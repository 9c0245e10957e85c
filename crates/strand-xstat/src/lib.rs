//! # strand-xstat
//!
//! Persistent identity for filesystem entries.
//!
//! Every managed file or directory carries an identity record in a
//! single extended attribute. The record holds a stable uuid that
//! survives renames, and, for files, a content hash that is valid only
//! while the recorded timestamp matches the entry's modification time.
//!
//! Records are self-healing: a missing or unparsable record is replaced
//! by a freshly minted one on the next read, and records written by the
//! previous schema generation are upgraded in place.

pub mod classify;
pub mod hash;
mod record;

pub use record::IdentityRecord;

use std::fs;
use std::io;
use std::path::Path;
use std::time::UNIX_EPOCH;

use thiserror::Error;
use tracing::debug;
use uuid::Uuid;

/// Extended attribute key holding the identity record.
pub const XATTR_NAME: &str = "user.strand";

/// Errors that can occur during identity operations
#[derive(Debug, Error)]
pub enum XstatError {
    #[error("no entry at path")]
    NotFound,

    #[error("entry is neither a regular file nor a directory")]
    UnsupportedEntryType,

    #[error("entry identity changed: expected {expected}, found {actual}")]
    InstanceMismatch { expected: Uuid, actual: Uuid },

    #[error("entry was modified: expected mtime {expected}, found {actual}")]
    Outdated { expected: i64, actual: i64 },

    #[error("I/O error: {0}")]
    Io(#[from] io::Error),
}

pub type Result<T> = std::result::Result<T, XstatError>;

/// Kind of a managed filesystem entry
#[derive(Debug, Clone, Copy, PartialEq, Eq, serde::Serialize, serde::Deserialize)]
#[serde(rename_all = "lowercase")]
pub enum EntryKind {
    File,
    Dir,
}

/// Modification time of an entry in milliseconds since the Unix epoch.
///
/// All hash validity comparisons happen in whole milliseconds on both
/// sides, so sub-millisecond precision is deliberately truncated.
pub fn mtime_ms(meta: &fs::Metadata) -> Result<i64> {
    let mtime = meta.modified()?;
    let ms = match mtime.duration_since(UNIX_EPOCH) {
        Ok(d) => d.as_millis() as i64,
        Err(e) => -(e.duration().as_millis() as i64),
    };
    Ok(ms)
}

/// Read the identity of the entry at `path`, repairing the stored
/// record as needed.
///
/// Fails with [`XstatError::NotFound`] when nothing exists at `path`.
/// Symlinks and special files are refused with
/// [`XstatError::UnsupportedEntryType`]; a broken symlink reports
/// `NotFound`, since it is indistinguishable from an absent target.
pub fn identify(path: &Path) -> Result<(EntryKind, IdentityRecord)> {
    let meta = match fs::symlink_metadata(path) {
        Ok(m) => m,
        Err(e) if e.kind() == io::ErrorKind::NotFound => return Err(XstatError::NotFound),
        Err(e) => return Err(e.into()),
    };

    let ft = meta.file_type();
    if ft.is_symlink() {
        // Follow once to distinguish a dangling link from a real one.
        return match fs::metadata(path) {
            Err(e) if e.kind() == io::ErrorKind::NotFound => Err(XstatError::NotFound),
            _ => Err(XstatError::UnsupportedEntryType),
        };
    }
    let kind = if ft.is_dir() {
        EntryKind::Dir
    } else if ft.is_file() {
        EntryKind::File
    } else {
        return Err(XstatError::UnsupportedEntryType);
    };

    let mtime = mtime_ms(&meta)?;
    let (mut rec, mut dirty) = match record::read(path) {
        Some((rec, upgraded)) => (rec, upgraded),
        None => (IdentityRecord::new(Uuid::new_v4()), true),
    };

    if rec.sanitize(kind, mtime) {
        dirty = true;
    }

    if dirty {
        // Best-effort: a failed persist still yields a usable identity;
        // the next reader will retry the repair.
        if let Err(e) = record::write(path, &rec) {
            debug!(path = %path.display(), error = %e, "identity record persist failed");
        }
    }

    Ok((kind, rec))
}

/// Persist a freshly computed content hash for the file at `path`.
///
/// The caller declares the uuid it computed the hash for and the
/// modification time the file had when the hash was taken. The update
/// is applied only if both still match the live entry; the timestamp
/// acts as the optimistic-concurrency token against writers outside
/// the process.
pub fn update_hash(
    path: &Path,
    expected_uuid: Uuid,
    new_hash: &str,
    expected_time_ms: i64,
) -> Result<IdentityRecord> {
    let (kind, mut rec) = identify(path)?;
    if kind != EntryKind::File {
        return Err(XstatError::UnsupportedEntryType);
    }
    if rec.uuid != expected_uuid {
        return Err(XstatError::InstanceMismatch {
            expected: expected_uuid,
            actual: rec.uuid,
        });
    }
    let meta = fs::symlink_metadata(path)?;
    let actual = mtime_ms(&meta)?;
    if actual != expected_time_ms {
        return Err(XstatError::Outdated {
            expected: expected_time_ms,
            actual,
        });
    }

    rec.hash = Some(new_hash.to_string());
    rec.hash_time = Some(expected_time_ms);
    record::write(path, &rec)?;
    Ok(rec)
}

/// Replace the identity record at `path` wholesale.
///
/// Used when an operation materializes a new entry and already knows
/// the identity it must carry (e.g. content replacement preserving the
/// previous uuid).
pub fn put_record(path: &Path, rec: &IdentityRecord) -> Result<()> {
    record::write(path, rec)
}

/// Content classification of the file at `path`, computed lazily and
/// cached in the identity record.
///
/// Directories classify as `None`. Unrecognized content also returns
/// `None` and is not cached, so a later write can still classify.
pub fn classify_entry(path: &Path) -> Result<Option<String>> {
    let (kind, mut rec) = identify(path)?;
    if kind != EntryKind::File {
        return Ok(None);
    }
    if rec.magic.is_some() {
        return Ok(rec.magic);
    }

    let label = classify::sniff_file(path)?;
    if let Some(label) = label {
        rec.magic = Some(label.to_string());
        record::write(path, &rec)?;
        return Ok(rec.magic);
    }
    Ok(None)
}
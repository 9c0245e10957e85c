//! Per-type conflict policies on task nodes.

use serde::{Deserialize, Serialize};
use strand_fs::Policy;

/// Which node kind a policy addresses.
#[derive(Debug, Clone, Copy, PartialEq, Eq, Serialize, Deserialize)]
#[serde(rename_all = "lowercase")]
pub enum PolicyKind {
    Dir,
    File,
}

/// A policy for one node kind. With `recursive` set on a directory
/// node, the policy also resolves every unresolved descendant conflict
/// of that kind.
#[derive(Debug, Clone, Copy, Default, PartialEq, Eq, Serialize, Deserialize)]
#[serde(default)]
pub struct TypedPolicy {
    pub policy: Option<Policy>,
    pub recursive: bool,
}

/// Both per-type policies of a task node.
#[derive(Debug, Clone, Copy, Default, PartialEq, Eq, Serialize, Deserialize)]
#[serde(default)]
pub struct Policies {
    pub dir: TypedPolicy,
    pub file: TypedPolicy,
}

impl Policies {
    pub fn get(&self, kind: PolicyKind) -> TypedPolicy {
        match kind {
            PolicyKind::Dir => self.dir,
            PolicyKind::File => self.file,
        }
    }

    pub fn set(&mut self, kind: PolicyKind, value: TypedPolicy) {
        match kind {
            PolicyKind::Dir => self.dir = value,
            PolicyKind::File => self.file = value,
        }
    }
}

/// Partial policy update applied through the control surface. Sides
/// left as `None` keep the node's current setting.
#[derive(Debug, Clone, Copy, Default, Serialize, Deserialize)]
#[serde(default)]
pub struct NodePatch {
    pub dir: Option<TypedPolicy>,
    pub file: Option<TypedPolicy>,
}

#[cfg(test)]
mod tests {
    use super::*;

    #[test]
    fn test_policies_get_set() {
        let mut policies = Policies::default();
        assert!(policies.get(PolicyKind::Dir).policy.is_none());

        policies.set(
            PolicyKind::Dir,
            TypedPolicy {
                policy: Some(Policy::Rename),
                recursive: true,
            },
        );
        assert_eq!(policies.get(PolicyKind::Dir).policy, Some(Policy::Rename));
        assert!(policies.get(PolicyKind::Dir).recursive);
        assert!(policies.get(PolicyKind::File).policy.is_none());
    }

    #[test]
    fn test_patch_wire_shape() {
        let patch: NodePatch =
            serde_json::from_str(r#"{"file":{"policy":"skip"}}"#).unwrap();
        assert!(patch.dir.is_none());
        assert_eq!(patch.file.unwrap().policy, Some(Policy::Skip));
        assert!(!patch.file.unwrap().recursive);
    }
}
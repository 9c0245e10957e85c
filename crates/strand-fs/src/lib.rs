//! # strand-fs
//!
//! Policy-aware filesystem primitives.
//!
//! Each operation takes a target location and a conflict policy, applies
//! the resolution rules for whatever it finds there, and returns the
//! identity of the resulting entry. File creation streams content
//! through SHA-256 and refuses to leave a partial file behind on any
//! verification failure.

mod naming;
mod ops;
pub mod policy;

pub use naming::disambiguate;
pub use ops::{clone_file, mkdir, remove, rename, CloneOutcome, CloneRequest, TMP_SUFFIX};
pub use policy::{ConflictKind, Policy};

use std::io;
use std::path::PathBuf;

use strand_xstat::{IdentityRecord, XstatError};
use thiserror::Error;

/// Errors that can occur during underlying operations
#[derive(Debug, Error)]
pub enum FsError {
    #[error("no entry at path")]
    NotFound,

    #[error("ancestor is not a directory")]
    NotADirectory,

    #[error("target exists ({conflict:?})")]
    EntryExists { conflict: ConflictKind },

    #[error("size mismatch: expected {expected}, got {actual}")]
    SizeMismatch { expected: u64, actual: u64 },

    #[error("hash mismatch: expected {expected}, got {actual}")]
    HashMismatch { expected: String, actual: String },

    #[error("operation aborted")]
    Aborted,

    #[error(transparent)]
    Xstat(#[from] XstatError),

    #[error("I/O error: {0}")]
    Io(#[from] io::Error),
}

pub type Result<T> = std::result::Result<T, FsError>;

/// Outcome of a policy-resolved operation.
#[derive(Debug, Clone)]
pub struct Resolved {
    /// Identity of the resulting entry. `None` when the operation was
    /// skipped, or when the destination is an unmanaged mount.
    pub record: Option<IdentityRecord>,
    /// Final absolute path of the entry. Differs from the requested
    /// target under the rename policy; `None` when skipped.
    pub path: Option<PathBuf>,
    /// True when an existing entry satisfied the request instead of a
    /// new one being created.
    pub resolved: bool,
}

impl Resolved {
    pub(crate) fn created(record: Option<IdentityRecord>, path: PathBuf) -> Self {
        Self {
            record,
            path: Some(path),
            resolved: false,
        }
    }

    pub(crate) fn existing(record: Option<IdentityRecord>, path: PathBuf) -> Self {
        Self {
            record,
            path: Some(path),
            resolved: true,
        }
    }

    pub(crate) fn skipped() -> Self {
        Self {
            record: None,
            path: None,
            resolved: true,
        }
    }

    /// True when the conflict policy elected to do nothing.
    pub fn is_skipped(&self) -> bool {
        self.path.is_none()
    }
}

• Problem requirements: Give again, word for word, every line of the listing above from the one with "pub mod hash;" to the one with "is neither a", both inclusive, and nothing beyond them.

• Solution:
pub mod hash;
mod record;

pub use record::IdentityRecord;

use std::fs;
use std::io;
use std::path::Path;
use std::time::UNIX_EPOCH;

use thiserror::Error;
use tracing::debug;
use uuid::Uuid;

/// Extended attribute key holding the identity record.
pub const XATTR_NAME: &str = "user.strand";

/// Errors that can occur during identity operations
#[derive(Debug, Error)]
pub enum XstatError {
    #[error("no entry at path")]
    NotFound,

    #[error("entry is neither a regular file nor a directory")]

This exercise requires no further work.